#### [ACTIVITY]
Transcribe exactly the span of lines that begins the records and ends with the line holding "use crate::recipe::RecipeId;", both boundary lines included.

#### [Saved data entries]

+++

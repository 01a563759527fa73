//! Show command implementation.
//!
//! The `ladle show <id>` command prints a catalog recipe's detail card.

use crate::cli::args::ShowArgs;
use crate::cli::context::AppContext;
use crate::error::{LadleError, Result};
use crate::recipe::RecipeId;
use crate::ui::theme::LadleTheme;
use crate::ui::{render_recipe_detail, UserInterface};

use super::dispatcher::{Command, CommandResult};

/// The show command implementation.
pub struct ShowCommand {
    context: AppContext,
    args: ShowArgs,
}

impl ShowCommand {
    /// Create a new show command.
    pub fn new(context: &AppContext, args: ShowArgs) -> Self {
        Self {
            context: context.clone(),
            args,
        }
    }
}

impl Command for ShowCommand {
    fn execute(&self, ui: &mut dyn UserInterface) -> Result<CommandResult> {
        let client = self.context.catalog();
        let id = RecipeId::new(self.args.id.clone());

        let mut spinner = ui.start_spinner("Fetching recipe...");
        let recipe = match client.recipe(&id) {
            Ok(recipe) => {
                spinner.finish_clear();
                recipe
            }
            Err(LadleError::UnknownRecipe { id }) => {
                spinner.finish_clear();
                ui.error(&format!("No recipe with id '{}'.", id));
                return Ok(CommandResult::failure(2));
            }
            Err(e) => {
                spinner.finish_clear();
                ui.error(&e.to_string());
                return Ok(CommandResult::failure(1));
            }
        };

        // A fresh process has no session favorites; the marker is shown
        // unfilled here and live in `ladle browse`.
        let theme = LadleTheme::new();
        ui.message(&render_recipe_detail(&recipe, false, &theme));
        Ok(CommandResult::success())
    }
}
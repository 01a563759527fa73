//! HTTP client for the remote recipe catalog.

use std::time::Duration;

use reqwest::blocking::Client;

use crate::error::{LadleError, Result};
use crate::recipe::{Category, Recipe, RecipeId};

use super::cache::CatalogCache;
use super::wire::{normalize_recipes, CategoriesResponse, RecipesResponse};

/// Default catalog endpoint.
pub const DEFAULT_BASE_URL: &str = "https://api.ladle.dev/v1";

/// Default cache TTL for catalog responses.
pub const DEFAULT_CACHE_TTL_SECS: u64 = 3600;

/// Blocking client for the recipe catalog API.
///
/// All responses are normalized at this boundary; callers only ever see
/// [`Recipe`] and [`Category`] values. With a cache attached, fresh
/// entries are served without touching the network and stale entries are
/// served when the network is down or the session is offline.
pub struct CatalogClient {
    client: Client,
    base_url: String,
    cache: Option<CatalogCache>,
    cache_ttl_secs: u64,
    offline: bool,
}

impl CatalogClient {
    /// Create a client with the default 30-second timeout.
    pub fn new(base_url: impl Into<String>) -> Self {
        Self::with_timeout(base_url, Duration::from_secs(30))
    }

    /// Create a client with a custom timeout.
    pub fn with_timeout(base_url: impl Into<String>, timeout: Duration) -> Self {
        Self {
            client: Client::builder()
                .user_agent(concat!("ladle/", env!("CARGO_PKG_VERSION")))
                .timeout(timeout)
                .build()
                .expect("Failed to build HTTP client"),
            base_url: base_url.into(),
            cache: None,
            cache_ttl_secs: DEFAULT_CACHE_TTL_SECS,
            offline: false,
        }
    }

    /// Attach a response cache.
    pub fn with_cache(mut self, cache: CatalogCache, ttl_secs: u64) -> Self {
        self.cache = Some(cache);
        self.cache_ttl_secs = ttl_secs;
        self
    }

    /// Serve only from cache; any URL not cached becomes an error.
    pub fn offline(mut self, offline: bool) -> Self {
        self.offline = offline;
        self
    }

    pub fn base_url(&self) -> &str {
        &self.base_url
    }

    /// List catalog categories.
    pub fn categories(&self) -> Result<Vec<Category>> {
        let url = self.endpoint("categories");
        let body = self.fetch(&url)?;

        let response: CategoriesResponse = parse(&url, &body)?;
        Ok(response
            .categories
            .into_iter()
            .filter_map(|c| c.normalize())
            .collect())
    }

    /// List recipes in a category.
    pub fn recipes_in_category(&self, category: &str) -> Result<Vec<Recipe>> {
        let mut url = reqwest::Url::parse(&self.endpoint("recipes")).map_err(|e| {
            LadleError::Catalog {
                url: self.base_url.clone(),
                message: e.to_string(),
            }
        })?;
        url.query_pairs_mut().append_pair("category", category);
        let url = url.to_string();

        let body = self.fetch(&url)?;
        let response: RecipesResponse = parse(&url, &body)?;
        Ok(normalize_recipes(response.recipes))
    }

    /// Fetch a single recipe by id.
    pub fn recipe(&self, id: &RecipeId) -> Result<Recipe> {
        let url = self.endpoint(&format!("recipes/{}", id));
        let body = self.fetch(&url)?;

        let response: RecipesResponse = parse(&url, &body)?;
        normalize_recipes(response.recipes)
            .into_iter()
            .next()
            .ok_or_else(|| LadleError::UnknownRecipe { id: id.to_string() })
    }

    fn endpoint(&self, path: &str) -> String {
        format!("{}/{}", self.base_url.trim_end_matches('/'), path)
    }

    /// Fetch a URL through the cache.
    ///
    /// Order: fresh cache hit, then network (storing the response), then
    /// stale cache fallback on transport failure. Offline sessions serve
    /// whatever the cache has, fresh or not.
    fn fetch(&self, url: &str) -> Result<String> {
        let cached = self.cache.as_ref().and_then(|c| c.lookup(url));

        if let Some(hit) = &cached {
            if hit.fresh || self.offline {
                tracing::debug!(url, fresh = hit.fresh, "serving catalog response from cache");
                return Ok(hit.body.clone());
            }
        }

        if self.offline {
            return Err(LadleError::Catalog {
                url: url.to_string(),
                message: "offline and not cached".to_string(),
            });
        }

        let response = match self.client.get(url).send() {
            Ok(response) => response,
            Err(e) => {
                if let Some(hit) = cached {
                    tracing::warn!(url, "catalog unreachable, serving stale cache: {}", e);
                    return Ok(hit.body);
                }
                return Err(LadleError::Catalog {
                    url: url.to_string(),
                    message: e.to_string(),
                });
            }
        };

        if !response.status().is_success() {
            return Err(LadleError::Catalog {
                url: url.to_string(),
                message: format!("HTTP {}", response.status()),
            });
        }

        let body = response.text().map_err(|e| LadleError::Catalog {
            url: url.to_string(),
            message: e.to_string(),
        })?;

        if let Some(cache) = &self.cache {
            if let Err(e) = cache.store(url, &body, self.cache_ttl_secs) {
                tracing::warn!(url, "failed to cache catalog response: {}", e);
            }
        }

        Ok(body)
    }
}

fn parse<'a, T: serde::Deserialize<'a>>(url: &str, body: &'a str) -> Result<T> {
    serde_json::from_str(body).map_err(|e| LadleError::Catalog {
        url: url.to_string(),
        message: format!("invalid response: {}", e),
    })
}
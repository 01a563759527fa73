//! Notebook store integration tests.
//!
//! These run against disk-backed storage to cover the persisted-blob
//! behavior: fresh stores reading what another instance wrote, corrupt
//! blobs, and the serialization of back-to-back mutations.

use std::fs;
use std::sync::Arc;
use std::thread;

use ladle::notebook::{CustomRecipe, NotebookStore, STORAGE_KEY};
use ladle::storage::{FsStorage, Storage};
use tempfile::TempDir;

fn store_at(temp: &TempDir) -> NotebookStore<FsStorage> {
    NotebookStore::new(FsStorage::new(temp.path()))
}

#[test]
fn empty_repository_loads_empty() {
    let temp = TempDir::new().unwrap();
    assert!(store_at(&temp).load().is_empty());
}

#[test]
fn fresh_instance_sees_added_recipe_last() {
    let temp = TempDir::new().unwrap();

    let store = store_at(&temp);
    store.add(CustomRecipe::new("First")).unwrap();
    store.add(CustomRecipe::new("Latest")).unwrap();

    // A fresh store over the same storage reads the same persisted key.
    let fresh = store_at(&temp);
    let recipes = fresh.load();
    assert_eq!(recipes.last().unwrap().title, "Latest");
}

#[test]
fn remove_preserves_relative_order() {
    let temp = TempDir::new().unwrap();
    let store = store_at(&temp);

    for title in ["A", "B", "C", "D"] {
        store.add(CustomRecipe::new(title)).unwrap();
    }

    let after = store.remove(1).unwrap();
    let titles: Vec<&str> = after.iter().map(|r| r.title.as_str()).collect();
    assert_eq!(titles, ["A", "C", "D"]);
    assert_eq!(after.len(), 3);
}

#[test]
fn add_update_remove_sequence() {
    let temp = TempDir::new().unwrap();
    let store = store_at(&temp);

    store.add(CustomRecipe::new("A")).unwrap();
    store.add(CustomRecipe::new("B")).unwrap();
    store.update(0, CustomRecipe::new("A2")).unwrap();
    let after = store.remove(1).unwrap();

    assert_eq!(after.len(), 1);
    assert_eq!(after[0].title, "A2");

    // And the persisted blob agrees.
    assert_eq!(store_at(&temp).load(), after);
}

#[test]
fn back_to_back_mutations_apply_in_order() {
    let temp = TempDir::new().unwrap();
    let store = store_at(&temp);

    store.add(CustomRecipe::new("P")).unwrap();
    store.add(CustomRecipe::new("Q")).unwrap();

    store.remove(0).unwrap();
    let after = store.add(CustomRecipe::new("X")).unwrap();

    let titles: Vec<&str> = after.iter().map(|r| r.title.as_str()).collect();
    assert_eq!(titles, ["Q", "X"]);
}

#[test]
fn concurrent_adds_lose_nothing() {
    let temp = TempDir::new().unwrap();
    let store = Arc::new(store_at(&temp));

    let handles: Vec<_> = (0..8)
        .map(|i| {
            let store = Arc::clone(&store);
            thread::spawn(move || {
                store.add(CustomRecipe::new(format!("Recipe {}", i))).unwrap();
            })
        })
        .collect();

    for handle in handles {
        handle.join().unwrap();
    }

    // Every add's read-modify-persist ran under the store lock, so no
    // rewrite clobbered another.
    assert_eq!(store.load().len(), 8);
}

#[test]
fn corrupt_blob_falls_back_to_empty() {
    let temp = TempDir::new().unwrap();
    let storage = FsStorage::new(temp.path());
    storage.write(STORAGE_KEY, "{definitely not json").unwrap();

    let store = NotebookStore::new(storage);
    assert!(store.load().is_empty());
}

#[test]
fn mutation_after_corruption_restores_valid_blob() {
    let temp = TempDir::new().unwrap();
    fs::write(temp.path().join(format!("{}.json", STORAGE_KEY)), "12345garbage").unwrap();

    let store = store_at(&temp);
    store.add(CustomRecipe::new("Rebuilt")).unwrap();

    let recipes = store_at(&temp).load();
    assert_eq!(recipes.len(), 1);
    assert_eq!(recipes[0].title, "Rebuilt");
}

#[test]
fn timestamps_survive_the_blob() {
    let temp = TempDir::new().unwrap();
    let store = store_at(&temp);

    store.add(CustomRecipe::new("Stamped")).unwrap();
    let loaded = store_at(&temp).load();
    assert!(loaded[0].created_at.is_some());
    assert!(loaded[0].updated_at.is_none());
}
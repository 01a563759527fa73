//! Visual theme and styling.

use console::Style;

/// Ladle's visual theme.
#[derive(Debug, Clone)]
pub struct LadleTheme {
    /// Style for success messages (green).
    pub success: Style,
    /// Style for warning messages (yellow).
    pub warning: Style,
    /// Style for error messages (red bold).
    pub error: Style,
    /// Style for headers and section titles (cyan bold).
    pub header: Style,
    /// Style for dim/secondary text.
    pub dim: Style,
    /// Style for highlighted/important text (bold).
    pub highlight: Style,
    /// Style for the favorite marker (red).
    pub favorite: Style,
    /// Style for key labels in key-value displays (bold).
    pub key: Style,
}

impl Default for LadleTheme {
    fn default() -> Self {
        Self::new()
    }
}

impl LadleTheme {
    /// Create the default ladle theme.
    pub fn new() -> Self {
        Self {
            success: Style::new().green(),
            warning: Style::new().yellow(),
            error: Style::new().red().bold(),
            header: Style::new().cyan().bold(),
            dim: Style::new().dim(),
            highlight: Style::new().bold(),
            favorite: Style::new().red(),
            key: Style::new().bold(),
        }
    }

    /// The marker shown next to a recipe name.
    pub fn favorite_marker(&self, is_favorite: bool) -> String {
        if is_favorite {
            self.favorite.apply_to("\u{2665}").to_string()
        } else {
            self.dim.apply_to("\u{2661}").to_string()
        }
    }
}

/// Whether colored output should be used.
///
/// Respects the `NO_COLOR` convention and requires a terminal.
pub fn should_use_colors() -> bool {
    if std::env::var_os("NO_COLOR").is_some() {
        return false;
    }
    console::Term::stdout().features().colors_supported()
}

#[cfg(test)]
mod tests {
    use super::*;

    #[test]
    fn favorite_marker_distinguishes_states() {
        let theme = LadleTheme::new();
        let on = theme.favorite_marker(true);
        let off = theme.favorite_marker(false);

        assert!(on.contains('\u{2665}'));
        assert!(off.contains('\u{2661}'));
    }
}
//! Ladle CLI entry point.

use std::process::ExitCode;

use clap::Parser;
use ladle::cli::{AppContext, Cli, CommandDispatcher, Commands};
use ladle::ui::{create_ui, OutputMode};
use tracing_subscriber::{fmt, prelude::*, EnvFilter};

/// Initialize the tracing subscriber for logging.
///
/// Log level is controlled by:
/// 1. `--debug` flag sets level to DEBUG
/// 2. `RUST_LOG` environment variable (if set)
/// 3. Default is INFO
fn init_tracing(debug: bool) {
    let filter = if debug {
        EnvFilter::new("ladle=debug")
    } else {
        EnvFilter::try_from_default_env().unwrap_or_else(|_| EnvFilter::new("ladle=info"))
    };

    tracing_subscriber::registry()
        .with(fmt::layer().with_target(false))
        .with(filter)
        .init();
}

fn main() -> ExitCode {
    let cli = Cli::parse();
    init_tracing(cli.debug);

    tracing::debug!("Ladle starting with args: {:?}", cli);

    // Determine output mode
    let output_mode = if cli.quiet {
        OutputMode::Quiet
    } else if cli.verbose {
        OutputMode::Verbose
    } else {
        OutputMode::Normal
    };

    // Handle --no-color
    if cli.no_color {
        std::env::set_var("NO_COLOR", "1");
    }

    // Completions must stay non-interactive even on a terminal.
    let wants_terminal = !matches!(cli.command, Some(Commands::Completions(_)));
    let is_interactive = wants_terminal && console::Term::stdout().is_term();

    let mut ui = create_ui(is_interactive, output_mode);

    let context = match AppContext::from_cli(&cli) {
        Ok(context) => context,
        Err(e) => {
            ui.error(&format!("Error: {}", e));
            return ExitCode::from(1);
        }
    };

    let dispatcher = CommandDispatcher::new(context);

    match dispatcher.dispatch(&cli, ui.as_mut()) {
        Ok(result) => ExitCode::from(result.exit_code as u8),
        Err(e) => {
            ui.error(&format!("Error: {}", e));
            ExitCode::from(1)
        }
    }
}
//! Column-aligned table rendering.
//!
//! Recipe listings mix short fields (ids, times) with long free text
//! (instructions, descriptions), so cells are truncated to a per-table
//! maximum width before column widths are computed.

/// A padded, left-aligned table without borders.
#[derive(Debug)]
pub struct Table {
    headers: Vec<String>,
    rows: Vec<Vec<String>>,
    max_cell_width: usize,
}

/// Default cap on cell width, keeps free-text columns readable.
const DEFAULT_MAX_CELL_WIDTH: usize = 48;

/// Gap between columns.
const COLUMN_GAP: &str = "  ";

impl Table {
    /// Create a new table with the given headers.
    pub fn new(headers: Vec<&str>) -> Self {
        Self {
            headers: headers.iter().map(|h| h.to_string()).collect(),
            rows: Vec::new(),
            max_cell_width: DEFAULT_MAX_CELL_WIDTH,
        }
    }

    /// Override the maximum cell width.
    pub fn max_cell_width(mut self, width: usize) -> Self {
        self.max_cell_width = width.max(1);
        self
    }

    /// Add a row to the table.
    pub fn add_row(&mut self, row: Vec<&str>) {
        let clipped = row.iter().map(|cell| self.clip(cell)).collect();
        self.rows.push(clipped);
    }

    /// Get the number of rows.
    pub fn row_count(&self) -> usize {
        self.rows.len()
    }

    /// Check if the table is empty.
    pub fn is_empty(&self) -> bool {
        self.rows.is_empty()
    }

    /// Render the table as a string.
    pub fn render(&self) -> String {
        let widths = self.column_widths();
        let mut output = String::new();

        output.push_str(&render_line(&self.headers, &widths));
        output.push('\n');

        let underline: Vec<String> = widths.iter().map(|w| "─".repeat(*w)).collect();
        output.push_str(&render_line(&underline, &widths));
        output.push('\n');

        for row in &self.rows {
            output.push_str(&render_line(row, &widths));
            output.push('\n');
        }

        output
    }

    fn column_widths(&self) -> Vec<usize> {
        let mut widths: Vec<usize> = self.headers.iter().map(|h| h.chars().count()).collect();

        for row in &self.rows {
            for (i, cell) in row.iter().enumerate() {
                if i < widths.len() {
                    widths[i] = widths[i].max(cell.chars().count());
                }
            }
        }

        widths
    }

    /// Collapse newlines and truncate with an ellipsis.
    fn clip(&self, cell: &str) -> String {
        let flat: String = cell
            .split_whitespace()
            .collect::<Vec<_>>()
            .join(" ");

        if flat.chars().count() <= self.max_cell_width {
            return flat;
        }

        let mut clipped: String = flat.chars().take(self.max_cell_width - 1).collect();
        clipped.push('…');
        clipped
    }
}

fn render_line(cells: &[String], widths: &[usize]) -> String {
    let mut line = String::new();

    for (i, cell) in cells.iter().enumerate() {
        if i > 0 {
            line.push_str(COLUMN_GAP);
        }
        line.push_str(cell);

        // Pad every column but the last.
        if i + 1 < widths.len() {
            let pad = widths[i].saturating_sub(cell.chars().count());
            line.extend(std::iter::repeat_n(' ', pad));
        }
    }

    line
}
//! Error types for ladle operations.
//!
//! This module defines [`LadleError`], the primary error type used throughout
//! the application, and a [`Result`] type alias for convenience.
//!
//! # Error Handling Strategy
//!
//! - Use `LadleError` for domain-specific errors that need distinct handling
//! - Use `anyhow::Error` (via `LadleError::Other`) for unexpected errors
//! - Storage errors carry the key they touched so callers can report which
//!   slot diverged from disk

use std::path::PathBuf;
use thiserror::Error;

/// Core error type for ladle operations.
#[derive(Debug, Error)]
pub enum LadleError {
    /// A persisted value could not be read or deserialized.
    #[error("Failed to read stored value '{key}': {message}")]
    StorageRead { key: String, message: String },

    /// A persisted value could not be written.
    #[error("Failed to write stored value '{key}': {message}")]
    StorageWrite { key: String, message: String },

    /// A catalog request failed (transport error or non-success status).
    #[error("Catalog request to {url} failed: {message}")]
    Catalog { url: String, message: String },

    /// The catalog has no recipe with the given id.
    #[error("Unknown recipe: {id}")]
    UnknownRecipe { id: String },

    /// Configuration file not found at an explicitly given location.
    #[error("Configuration not found: {path}")]
    ConfigNotFound { path: PathBuf },

    /// Failed to parse the configuration file.
    #[error("Failed to parse config at {path}: {message}")]
    ConfigParseError { path: PathBuf, message: String },

    /// A prompt was required but the session is not interactive.
    #[error("Cannot prompt for '{prompt}' in a non-interactive session")]
    NotInteractive { prompt: String },

    /// IO error wrapper.
    #[error("IO error: {0}")]
    Io(#[from] std::io::Error),

    /// Generic wrapped error for anyhow interop.
    #[error(transparent)]
    Other(#[from] anyhow::Error),
}

/// Result type alias for ladle operations.
pub type Result<T> = std::result::Result<T, LadleError>;
//! Terminal user interface components.
//!
//! This module provides:
//! - [`UserInterface`] trait for UI abstraction
//! - [`TerminalUI`] for interactive terminal usage
//! - [`NonInteractiveUI`] for CI/headless environments
//! - [`MockUI`] for scripting prompts in tests
//! - Spinners, tables, and the recipe detail card

pub mod detail;
pub mod mock;
pub mod non_interactive;
pub mod spinner;
pub mod table;
pub mod terminal;
pub mod theme;

pub use detail::{render_custom_recipe, render_recipe_detail};
pub use mock::MockUI;
pub use non_interactive::NonInteractiveUI;
pub use spinner::ProgressSpinner;
pub use table::Table;
pub use terminal::TerminalUI;
pub use theme::LadleTheme;

use crate::error::Result;

/// How much output to produce.
#[derive(Debug, Clone, Copy, PartialEq, Eq)]
pub enum OutputMode {
    Normal,
    Quiet,
    Verbose,
}

/// Trait for user interface interactions.
///
/// Commands talk to the terminal only through this trait, so tests can
/// script prompts and capture output with [`MockUI`].
pub trait UserInterface {
    /// Get the current output mode.
    fn output_mode(&self) -> OutputMode;

    /// Display a message to the user.
    fn message(&mut self, msg: &str);

    /// Display a success message.
    fn success(&mut self, msg: &str);

    /// Display a warning message.
    fn warning(&mut self, msg: &str);

    /// Display an error message.
    fn error(&mut self, msg: &str);

    /// Ask a yes/no question.
    fn confirm(&mut self, question: &str, default: bool) -> Result<bool>;

    /// Ask for a line of text. `initial` pre-fills the answer when the
    /// backend supports editing.
    fn input(&mut self, prompt: &str, initial: Option<&str>) -> Result<String>;

    /// Pick one of `items`. Returns `None` when the user backs out.
    fn select(&mut self, prompt: &str, items: &[String]) -> Result<Option<usize>>;

    /// Start a spinner for an operation.
    fn start_spinner(&mut self, message: &str) -> Box<dyn SpinnerHandle>;

    /// Check if running in interactive mode.
    fn is_interactive(&self) -> bool;
}

/// Handle for controlling a spinner.
pub trait SpinnerHandle {
    /// Update the spinner message.
    fn set_message(&mut self, msg: &str);

    /// Mark the operation as successful.
    fn finish_success(&mut self, msg: &str);

    /// Mark the operation as failed.
    fn finish_error(&mut self, msg: &str);

    /// Stop and erase the spinner line.
    fn finish_clear(&mut self);
}

/// Create the appropriate UI for the session.
pub fn create_ui(interactive: bool, mode: OutputMode) -> Box<dyn UserInterface> {
    if interactive {
        Box::new(TerminalUI::new(mode))
    } else {
        Box::new(NonInteractiveUI::new(mode))
    }
}
//! Command dispatching.
//!
//! This module provides the core command infrastructure:
//! - [`Command`] trait for implementing commands
//! - [`CommandResult`] for uniform result reporting
//! - [`CommandDispatcher`] for routing CLI subcommands

use crate::cli::args::{BrowseArgs, Cli, Commands};
use crate::cli::context::AppContext;
use crate::error::Result;
use crate::ui::UserInterface;

/// Trait for command implementations.
///
/// Each CLI subcommand implements this trait to provide its execution logic.
pub trait Command {
    /// Execute the command against the given UI.
    fn execute(&self, ui: &mut dyn UserInterface) -> Result<CommandResult>;
}

/// Result of command execution.
#[derive(Debug)]
pub struct CommandResult {
    /// Whether the command succeeded.
    pub success: bool,

    /// Exit code to use (0 for success, non-zero for failure).
    pub exit_code: i32,
}

impl CommandResult {
    /// Create a successful result.
    pub fn success() -> Self {
        Self {
            success: true,
            exit_code: 0,
        }
    }

    /// Create a failure result.
    pub fn failure(exit_code: i32) -> Self {
        Self {
            success: false,
            exit_code,
        }
    }
}

/// Dispatches CLI commands to their implementations.
pub struct CommandDispatcher {
    context: AppContext,
}

impl CommandDispatcher {
    /// Create a new dispatcher over the resolved context.
    pub fn new(context: AppContext) -> Self {
        Self { context }
    }

    pub fn context(&self) -> &AppContext {
        &self.context
    }

    /// Dispatch and execute a command.
    ///
    /// With no subcommand, an interactive session gets `browse`.
    pub fn dispatch(&self, cli: &Cli, ui: &mut dyn UserInterface) -> Result<CommandResult> {
        match &cli.command {
            Some(Commands::Browse(args)) => {
                let cmd = super::browse::BrowseCommand::new(&self.context, args.clone());
                cmd.execute(ui)
            }
            Some(Commands::Categories(args)) => {
                let cmd = super::categories::CategoriesCommand::new(&self.context, args.clone());
                cmd.execute(ui)
            }
            Some(Commands::List(args)) => {
                let cmd = super::list::ListCommand::new(&self.context, args.clone());
                cmd.execute(ui)
            }
            Some(Commands::Show(args)) => {
                let cmd = super::show::ShowCommand::new(&self.context, args.clone());
                cmd.execute(ui)
            }
            Some(Commands::My(args)) => {
                let cmd = super::my::MyCommand::new(&self.context, args.clone());
                cmd.execute(ui)
            }
            Some(Commands::Completions(args)) => {
                let cmd = super::completions::CompletionsCommand::new(args.clone());
                cmd.execute(ui)
            }
            None => {
                let cmd = super::browse::BrowseCommand::new(&self.context, BrowseArgs::default());
                cmd.execute(ui)
            }
        }
    }
}

#[cfg(test)]
mod tests {
    use super::*;

    #[test]
    fn success_result() {
        let result = CommandResult::success();
        assert!(result.success);
        assert_eq!(result.exit_code, 0);
    }

    #[test]
    fn failure_result_carries_code() {
        let result = CommandResult::failure(2);
        assert!(!result.success);
        assert_eq!(result.exit_code, 2);
    }
}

+++

#### [THE COMPLETED TASK]
repository 01a563759527fa73
//! Show command implementation.
//!
//! The `ladle show <id>` command prints a catalog recipe's detail card.

use crate::cli::args::ShowArgs;
use crate::cli::context::AppContext;
use crate::error::{LadleError, Result};
use crate::recipe::RecipeId;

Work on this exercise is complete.